EXERCISE DESCRIPTION: Please count the lines in the data below that mention the word "results", then give only the total.

DATASET RECORDS:
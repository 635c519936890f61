//! Route definitions for submission and job queries.

use axum::routing::{get, post};
use axum::Router;

use crate::handlers::jobs;
use crate::state::AppState;

/// ```text
/// POST   /submit              -> submit_job
/// GET    /status/{job_id}     -> get_status
/// GET    /results/{job_id}    -> get_results
/// GET    /jobs/{job_id}       -> get_job
/// ```
pub fn router() -> Router<AppState> {
    Router::new()
        .route("/submit", post(jobs::submit_job))
        .route("/status/{job_id}", get(jobs::get_status))
        .route("/results/{job_id}", get(jobs::get_results))
        .route("/jobs/{job_id}", get(jobs::get_job))
}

REPLY: 2